# How to complete this task
Begin at the first line below and copy each line exactly, ending with the line where "type = breakout" appears.

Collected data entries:
_____
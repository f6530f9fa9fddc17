//! CLI integration tests: INI parsing into strategy and runtime config, and
//! whole commands run against strategy and candle files on disk.

mod common;

use common::*;
use ruletrader::adapters::csv_adapter::CsvCandleProvider;
use ruletrader::adapters::file_config_adapter::FileConfigAdapter;
use ruletrader::cli::{self, Cli};
use ruletrader::domain::error::RuletraderError;
use ruletrader::domain::indicator::IndicatorKind;
use ruletrader::domain::rule::RuleOperator;
use ruletrader::domain::strategy::{StrategyType, Timeframe};
use ruletrader::ports::data_port::CandleDataProvider;
use clap::Parser;
use std::io::Write;
use std::path::Path;
use std::process::ExitCode;
use std::time::Duration;

fn write_temp_ini(content: &str) -> tempfile::NamedTempFile {
    let mut file = tempfile::NamedTempFile::new().unwrap();
    file.write_all(content.as_bytes()).unwrap();
    file.flush().unwrap();
    file
}

fn ini(content: &str) -> FileConfigAdapter {
    FileConfigAdapter::from_string(content).unwrap()
}

const STRATEGY_INI: &str = r#"
# SMA breakout with RSI confirmation
[strategy]
name = SMA breakout
description = Buy strength above the 3-bar mean
type = breakout
symbols = BTCUSDT, ETH/USD
timeframe = 1h
position_size = 10
max_drawdown = 25
stop_loss = 5           # percent below entry
take_profit = 15
entry_rules = sma > 105; macd.histogram crosses_above 0
exit_rules = rsi > 70; bands.upper < 100

[indicators]
sma = SMA(3)
rsi = RSI(14)
macd = MACD(12,26,9)
bands = BOLLINGER(20,2)
"#;

const RUNTIME_INI: &str = r#"
[backtest]
initial_capital = 25000
start = 2024-01-01
end = 2024-02-01 12:00:00

[data]
csv_dir = /var/lib/candles

[live]
tick_interval_secs = 30
pair_timeout_ms = 1500
tick_deadline_ms = 10000
max_concurrency = 4
warmup_buffer = 3
"#;

fn exit_code_eq(actual: ExitCode, expected: ExitCode) -> bool {
    format!("{actual:?}") == format!("{expected:?}")
}

mod strategy_parsing {
    use super::*;

    #[test]
    fn builds_full_strategy_from_ini() {
        let config = cli::build_strategy_config(&ini(STRATEGY_INI)).unwrap();

        assert_eq!(config.name, "SMA breakout");
        assert_eq!(
            config.description.as_deref(),
            Some("Buy strength above the 3-bar mean")
        );
        assert_eq!(config.strategy_type, StrategyType::Breakout);
        assert_eq!(config.symbols, vec!["BTCUSDT", "ETH/USD"]);
        assert_eq!(config.timeframe, Timeframe::H1);
        assert_eq!(config.risk.position_size_percent, 10.0);
        assert_eq!(config.risk.stop_loss_percent, Some(5.0));
        assert_eq!(config.risk.take_profit_percent, Some(15.0));

        assert_eq!(config.indicators.len(), 4);
        let macd = config.indicators.iter().find(|i| i.key == "macd").unwrap();
        assert_eq!(
            macd.kind,
            IndicatorKind::Macd {
                fast: 12,
                slow: 26,
                signal: 9
            }
        );

        assert_eq!(config.rules.entry.len(), 2);
        assert_eq!(config.rules.entry[1].field, "macd.histogram");
        assert_eq!(config.rules.entry[1].operator, RuleOperator::CrossesAbove);
        assert_eq!(config.rules.exit.len(), 2);
        assert_eq!(config.required_candles(), 34);
        assert!(config.unresolved_rule_keys().is_empty());
    }

    #[test]
    fn optional_keys_take_defaults() {
        let config = cli::build_strategy_config(&ini(
            "[strategy]\nname = Minimal\nsymbols = BTCUSDT\nposition_size = 5\n\
             max_drawdown = 20\nentry_rules = sma > 1\n[indicators]\nsma = SMA(2)\n",
        ))
        .unwrap();
        assert_eq!(config.strategy_type, StrategyType::Custom);
        assert_eq!(config.timeframe, Timeframe::H1);
        assert!(config.description.is_none());
        assert!(config.rules.exit.is_empty());
        assert_eq!(config.risk.stop_loss_percent, None);
    }

    #[test]
    fn malformed_rule_is_a_parse_error() {
        let content = STRATEGY_INI.replace("sma > 105;", "sma >> 105;");
        let err = cli::build_strategy_config(&ini(&content)).unwrap_err();
        assert!(matches!(err, RuletraderError::RuleParse(_)));
    }

    #[test]
    fn unknown_indicator_is_a_parse_error() {
        let content = STRATEGY_INI.replace("RSI(14)", "KAMA(14)");
        let err = cli::build_strategy_config(&ini(&content)).unwrap_err();
        assert!(matches!(err, RuletraderError::RuleParse(_)));
    }

    #[test]
    fn unknown_timeframe_is_invalid_config() {
        let content = STRATEGY_INI.replace("timeframe = 1h", "timeframe = 2h");
        let err = cli::build_strategy_config(&ini(&content)).unwrap_err();
        assert!(matches!(err, RuletraderError::ConfigInvalid { key, .. } if key == "timeframe"));
    }

    #[test]
    fn out_of_range_risk_fails_validation() {
        let content = STRATEGY_INI.replace("position_size = 10", "position_size = 150");
        let err = cli::build_strategy_config(&ini(&content)).unwrap_err();
        assert!(matches!(err, RuletraderError::Validation { .. }));
    }

    #[test]
    fn invalid_macd_periods_fail_validation() {
        let content = STRATEGY_INI.replace("MACD(12,26,9)", "MACD(26,12,9)");
        let err = cli::build_strategy_config(&ini(&content)).unwrap_err();
        assert!(matches!(err, RuletraderError::Validation { .. }));
    }
}

mod runtime_parsing {
    use super::*;

    #[test]
    fn builds_runtime_config() {
        let runtime = cli::build_runtime_config(&ini(RUNTIME_INI)).unwrap();
        assert_eq!(runtime.initial_capital, 25_000.0);
        assert_eq!(runtime.csv_dir, Path::new("/var/lib/candles"));
        assert_eq!(runtime.tick_interval, Duration::from_secs(30));
        assert_eq!(runtime.scheduler.pair_timeout, Duration::from_millis(1500));
        assert_eq!(runtime.scheduler.tick_deadline, Duration::from_secs(10));
        assert_eq!(runtime.scheduler.max_concurrency, 4);
        assert_eq!(runtime.scheduler.warmup_buffer, 3);

        let request = runtime.backtest_request().unwrap();
        assert_eq!(request.start, t0());
        assert_eq!(request.end, t0() + chrono::Duration::days(31) + chrono::Duration::hours(12));
    }

    #[test]
    fn empty_runtime_file_gives_defaults() {
        let runtime = cli::build_runtime_config(&ini("")).unwrap();
        assert_eq!(runtime, cli::RuntimeConfig::default());
    }

    #[test]
    fn negative_capital_is_rejected() {
        let err = cli::build_runtime_config(&ini("[backtest]\ninitial_capital = -5\n")).unwrap_err();
        assert!(matches!(err, RuletraderError::ConfigInvalid { key, .. } if key == "initial_capital"));
    }
}

mod commands {
    use super::*;

    fn write_csv(dir: &Path, name: &str, closes: &[f64]) {
        let mut body = String::from("time,open,high,low,close,volume\n");
        for candle in hourly_candles(closes) {
            body.push_str(&format!(
                "{},{},{},{},{},{}\n",
                candle.time.to_rfc3339(),
                candle.open,
                candle.high,
                candle.low,
                candle.close,
                candle.volume
            ));
        }
        std::fs::write(dir.join(name), body).unwrap();
    }

    const SIMPLE_STRATEGY: &str = "[strategy]\nname = SMA breakout\nsymbols = BTCUSDT\n\
        timeframe = 1h\nposition_size = 10\nmax_drawdown = 25\nentry_rules = sma > 105\n\
        [indicators]\nsma = SMA(3)\n";

    #[tokio::test]
    async fn csv_candles_feed_the_simulator() {
        let dir = tempfile::tempdir().unwrap();
        write_csv(dir.path(), "BTCUSDT_1h.csv", &[100.0, 102.0, 104.0, 106.0, 108.0, 110.0]);

        let config = cli::build_strategy_config(&ini(SIMPLE_STRATEGY)).unwrap();
        let provider = CsvCandleProvider::new(dir.path());
        let candles = provider
            .get_historical_candles("BTCUSDT", Timeframe::H1, t0(), t0() + chrono::Duration::days(1))
            .await
            .unwrap();
        assert_eq!(candles.len(), 6);

        let data = std::collections::HashMap::from([("BTCUSDT".to_string(), candles)]);
        let result = ruletrader::domain::backtest::run_backtest(&config, &data, 10_000.0).unwrap();
        assert_eq!(result.total_trades, 1);
        assert!(result.passes(config.risk.max_drawdown_percent));
    }

    #[test]
    fn validate_command_succeeds_on_good_file() {
        let file = write_temp_ini(STRATEGY_INI);
        let cli = Cli::try_parse_from([
            "ruletrader",
            "validate",
            "--strategy",
            file.path().to_str().unwrap(),
        ])
        .unwrap();
        assert!(exit_code_eq(cli::run(cli), ExitCode::SUCCESS));
    }

    #[test]
    fn validate_command_reports_rule_errors_with_code_4() {
        let file = write_temp_ini(&STRATEGY_INI.replace("sma > 105", "sma ! 105"));
        let cli = Cli::try_parse_from([
            "ruletrader",
            "validate",
            "--strategy",
            file.path().to_str().unwrap(),
        ])
        .unwrap();
        assert!(exit_code_eq(cli::run(cli), ExitCode::from(4)));
    }

    #[test]
    fn missing_strategy_file_is_config_error() {
        let cli = Cli::try_parse_from([
            "ruletrader",
            "validate",
            "--strategy",
            "/nonexistent/strategy.ini",
        ])
        .unwrap();
        assert!(exit_code_eq(cli::run(cli), ExitCode::from(2)));
    }

    #[test]
    fn backtest_command_runs_against_csv_dir() {
        let dir = tempfile::tempdir().unwrap();
        write_csv(dir.path(), "BTCUSDT.csv", &[100.0, 102.0, 104.0, 106.0, 108.0, 110.0]);
        let strategy = write_temp_ini(SIMPLE_STRATEGY);

        let cli = Cli::try_parse_from([
            "ruletrader",
            "backtest",
            "--strategy",
            strategy.path().to_str().unwrap(),
            "--data",
            dir.path().to_str().unwrap(),
            "--start",
            "2024-01-01",
            "--end",
            "2024-01-02",
            "--json",
        ])
        .unwrap();
        assert!(exit_code_eq(cli::run(cli), ExitCode::SUCCESS));
    }

    #[test]
    fn backtest_without_window_is_config_error() {
        let strategy = write_temp_ini(SIMPLE_STRATEGY);
        let cli = Cli::try_parse_from([
            "ruletrader",
            "backtest",
            "--strategy",
            strategy.path().to_str().unwrap(),
        ])
        .unwrap();
        assert!(exit_code_eq(cli::run(cli), ExitCode::from(2)));
    }

    #[test]
    fn live_command_paper_trades_after_passing_backtest() {
        let dir = tempfile::tempdir().unwrap();
        write_csv(dir.path(), "BTCUSDT_1h.csv", &[100.0, 102.0, 104.0, 106.0, 108.0, 110.0]);
        let strategy = write_temp_ini(SIMPLE_STRATEGY);
        let runtime = write_temp_ini(&format!(
            "[backtest]\nstart = 2024-01-01\nend = 2024-01-01 05:00:00\n\
             [data]\ncsv_dir = {}\n[live]\ntick_interval_secs = 1\n",
            dir.path().display()
        ));

        let cli = Cli::try_parse_from([
            "ruletrader",
            "live",
            "--strategy",
            strategy.path().to_str().unwrap(),
            "--config",
            runtime.path().to_str().unwrap(),
        ])
        .unwrap();
        assert!(exit_code_eq(cli::run(cli), ExitCode::SUCCESS));
    }
}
_____
# Written answer
repository f6530f9fa9fddc17
//! CLI integration tests: INI parsing into strategy and runtime config, and
//! whole commands run against strategy and candle files on disk.

mod common;

use common::*;
use ruletrader::adapters::csv_adapter::CsvCandleProvider;
use ruletrader::adapters::file_config_adapter::FileConfigAdapter;
use ruletrader::cli::{self, Cli};
use ruletrader::domain::error::RuletraderError;
use ruletrader::domain::indicator::IndicatorKind;
use ruletrader::domain::rule::RuleOperator;
use ruletrader::domain::strategy::{StrategyType, Timeframe};
use ruletrader::ports::data_port::CandleDataProvider;
use clap::Parser;
use std::io::Write;
use std::path::Path;
use std::process::ExitCode;
use std::time::Duration;

fn write_temp_ini(content: &str) -> tempfile::NamedTempFile {
    let mut file = tempfile::NamedTempFile::new().unwrap();
    file.write_all(content.as_bytes()).unwrap();
    file.flush().unwrap();
    file
}

fn ini(content: &str) -> FileConfigAdapter {
    FileConfigAdapter::from_string(content).unwrap()
}

const STRATEGY_INI: &str = r#"
# SMA breakout with RSI confirmation
[strategy]
name = SMA breakout
description = Buy strength above the 3-bar mean
type = breakout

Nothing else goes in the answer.